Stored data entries
------------------------------------------------

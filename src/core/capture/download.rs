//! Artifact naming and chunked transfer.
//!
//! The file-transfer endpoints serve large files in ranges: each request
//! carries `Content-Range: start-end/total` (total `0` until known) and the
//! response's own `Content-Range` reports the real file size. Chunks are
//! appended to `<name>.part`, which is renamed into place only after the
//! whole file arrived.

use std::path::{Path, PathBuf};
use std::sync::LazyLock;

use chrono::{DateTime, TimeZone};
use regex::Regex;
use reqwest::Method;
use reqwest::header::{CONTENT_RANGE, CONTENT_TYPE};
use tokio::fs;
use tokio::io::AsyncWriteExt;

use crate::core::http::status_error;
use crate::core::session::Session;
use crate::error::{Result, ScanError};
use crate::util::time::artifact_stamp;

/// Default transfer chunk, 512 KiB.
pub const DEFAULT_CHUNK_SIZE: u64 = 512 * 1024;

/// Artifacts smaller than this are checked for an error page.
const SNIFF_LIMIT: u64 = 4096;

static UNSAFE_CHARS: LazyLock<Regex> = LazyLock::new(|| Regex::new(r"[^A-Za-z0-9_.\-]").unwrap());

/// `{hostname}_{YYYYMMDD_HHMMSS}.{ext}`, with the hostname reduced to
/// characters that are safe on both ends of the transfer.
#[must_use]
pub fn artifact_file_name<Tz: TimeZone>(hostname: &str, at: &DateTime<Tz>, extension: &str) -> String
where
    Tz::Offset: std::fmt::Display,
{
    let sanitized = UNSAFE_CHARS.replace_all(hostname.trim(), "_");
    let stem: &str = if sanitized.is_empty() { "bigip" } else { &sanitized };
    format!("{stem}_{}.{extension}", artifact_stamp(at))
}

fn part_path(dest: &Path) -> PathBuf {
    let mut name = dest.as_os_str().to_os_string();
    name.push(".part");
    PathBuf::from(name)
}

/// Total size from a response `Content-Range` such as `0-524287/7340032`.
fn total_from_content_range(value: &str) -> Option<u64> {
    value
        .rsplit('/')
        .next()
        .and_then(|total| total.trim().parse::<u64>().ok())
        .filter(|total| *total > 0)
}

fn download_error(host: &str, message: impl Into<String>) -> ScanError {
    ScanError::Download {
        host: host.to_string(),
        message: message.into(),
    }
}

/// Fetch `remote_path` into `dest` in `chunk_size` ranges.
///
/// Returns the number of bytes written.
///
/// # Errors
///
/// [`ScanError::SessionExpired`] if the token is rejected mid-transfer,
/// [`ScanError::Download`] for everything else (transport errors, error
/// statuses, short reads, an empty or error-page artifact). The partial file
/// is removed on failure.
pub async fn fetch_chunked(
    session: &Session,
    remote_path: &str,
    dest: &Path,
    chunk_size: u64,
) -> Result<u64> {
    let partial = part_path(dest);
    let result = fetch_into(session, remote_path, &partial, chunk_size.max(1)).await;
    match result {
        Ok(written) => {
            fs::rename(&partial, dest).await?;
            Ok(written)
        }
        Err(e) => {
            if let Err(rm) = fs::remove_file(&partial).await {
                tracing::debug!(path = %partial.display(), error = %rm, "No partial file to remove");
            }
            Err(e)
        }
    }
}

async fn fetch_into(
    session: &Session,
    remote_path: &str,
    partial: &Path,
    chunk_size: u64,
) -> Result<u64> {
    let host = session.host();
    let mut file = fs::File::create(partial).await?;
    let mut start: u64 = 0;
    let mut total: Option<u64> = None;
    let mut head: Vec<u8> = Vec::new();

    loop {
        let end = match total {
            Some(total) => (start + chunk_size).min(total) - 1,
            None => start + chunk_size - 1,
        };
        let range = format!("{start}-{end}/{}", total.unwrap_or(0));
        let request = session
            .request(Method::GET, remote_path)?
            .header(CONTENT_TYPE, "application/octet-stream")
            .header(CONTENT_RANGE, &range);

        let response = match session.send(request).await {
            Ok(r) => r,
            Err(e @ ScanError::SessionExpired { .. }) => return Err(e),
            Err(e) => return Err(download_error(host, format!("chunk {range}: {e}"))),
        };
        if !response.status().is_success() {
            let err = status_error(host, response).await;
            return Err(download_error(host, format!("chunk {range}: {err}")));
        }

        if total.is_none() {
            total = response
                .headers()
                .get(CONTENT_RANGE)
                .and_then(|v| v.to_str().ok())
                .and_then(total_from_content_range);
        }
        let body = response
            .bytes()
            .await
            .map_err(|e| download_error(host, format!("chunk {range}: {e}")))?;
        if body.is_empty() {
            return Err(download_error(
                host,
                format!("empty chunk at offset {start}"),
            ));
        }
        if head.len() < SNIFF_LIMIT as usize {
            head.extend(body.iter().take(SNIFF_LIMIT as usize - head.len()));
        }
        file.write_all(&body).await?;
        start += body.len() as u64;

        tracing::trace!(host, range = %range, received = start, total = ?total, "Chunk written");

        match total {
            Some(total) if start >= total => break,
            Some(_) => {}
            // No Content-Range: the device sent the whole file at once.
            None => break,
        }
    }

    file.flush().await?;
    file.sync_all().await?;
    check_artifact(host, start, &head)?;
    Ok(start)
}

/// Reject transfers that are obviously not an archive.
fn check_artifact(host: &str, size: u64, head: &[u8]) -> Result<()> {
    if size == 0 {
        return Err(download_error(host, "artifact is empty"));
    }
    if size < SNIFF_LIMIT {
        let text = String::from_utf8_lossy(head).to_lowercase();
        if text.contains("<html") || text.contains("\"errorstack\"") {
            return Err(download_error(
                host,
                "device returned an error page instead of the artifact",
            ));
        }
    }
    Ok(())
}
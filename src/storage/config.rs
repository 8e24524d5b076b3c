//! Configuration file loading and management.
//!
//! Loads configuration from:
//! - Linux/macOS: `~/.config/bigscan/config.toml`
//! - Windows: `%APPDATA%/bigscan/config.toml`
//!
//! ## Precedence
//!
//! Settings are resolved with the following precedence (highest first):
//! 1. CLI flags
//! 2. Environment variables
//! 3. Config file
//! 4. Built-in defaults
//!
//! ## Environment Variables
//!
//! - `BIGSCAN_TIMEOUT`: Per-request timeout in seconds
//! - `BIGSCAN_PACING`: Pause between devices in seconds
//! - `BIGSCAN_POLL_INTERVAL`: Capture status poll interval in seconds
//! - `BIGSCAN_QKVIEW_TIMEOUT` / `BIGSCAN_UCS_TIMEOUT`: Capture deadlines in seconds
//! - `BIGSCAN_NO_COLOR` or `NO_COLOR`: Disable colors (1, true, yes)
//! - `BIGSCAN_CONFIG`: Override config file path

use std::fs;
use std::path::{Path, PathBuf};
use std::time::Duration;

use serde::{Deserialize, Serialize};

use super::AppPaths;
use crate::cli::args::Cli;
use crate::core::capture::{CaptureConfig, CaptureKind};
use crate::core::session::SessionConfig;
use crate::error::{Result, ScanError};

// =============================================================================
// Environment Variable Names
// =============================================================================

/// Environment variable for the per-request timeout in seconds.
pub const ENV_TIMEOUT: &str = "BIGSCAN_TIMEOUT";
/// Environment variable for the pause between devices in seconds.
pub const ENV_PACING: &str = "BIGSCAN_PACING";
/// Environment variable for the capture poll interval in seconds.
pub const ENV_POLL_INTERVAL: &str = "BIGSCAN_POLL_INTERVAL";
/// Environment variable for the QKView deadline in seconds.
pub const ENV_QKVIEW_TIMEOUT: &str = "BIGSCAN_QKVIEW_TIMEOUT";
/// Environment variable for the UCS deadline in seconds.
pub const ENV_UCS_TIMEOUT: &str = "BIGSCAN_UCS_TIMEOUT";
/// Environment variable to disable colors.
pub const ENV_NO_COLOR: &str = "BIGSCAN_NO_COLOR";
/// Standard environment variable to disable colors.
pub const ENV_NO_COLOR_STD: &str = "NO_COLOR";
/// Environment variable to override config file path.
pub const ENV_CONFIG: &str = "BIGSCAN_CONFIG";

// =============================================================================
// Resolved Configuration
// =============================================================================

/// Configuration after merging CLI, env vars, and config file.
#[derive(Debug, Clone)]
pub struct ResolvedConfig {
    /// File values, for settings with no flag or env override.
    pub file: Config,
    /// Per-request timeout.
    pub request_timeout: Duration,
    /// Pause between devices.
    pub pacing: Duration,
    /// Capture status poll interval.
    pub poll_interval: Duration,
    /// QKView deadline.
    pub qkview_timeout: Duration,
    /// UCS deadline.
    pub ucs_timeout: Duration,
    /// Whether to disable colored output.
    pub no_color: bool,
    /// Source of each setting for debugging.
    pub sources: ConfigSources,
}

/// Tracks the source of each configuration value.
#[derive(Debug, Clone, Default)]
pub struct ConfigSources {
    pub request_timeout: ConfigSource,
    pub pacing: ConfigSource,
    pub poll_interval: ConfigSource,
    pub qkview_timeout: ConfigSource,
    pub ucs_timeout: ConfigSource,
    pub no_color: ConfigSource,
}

------------------------------------------------

AIM OF THE EXERCISE
Beginning at the line that holds "setting for debugging.", reproduce the lines exactly up to and including the final line of the entries.

TASK RESPONSE
    /// Source of each setting for debugging.
    pub sources: ConfigSources,
}

/// Tracks the source of each configuration value.
#[derive(Debug, Clone, Default)]
pub struct ConfigSources {
    pub request_timeout: ConfigSource,
    pub pacing: ConfigSource,
    pub poll_interval: ConfigSource,
    pub qkview_timeout: ConfigSource,
    pub ucs_timeout: ConfigSource,
    pub no_color: ConfigSource,
}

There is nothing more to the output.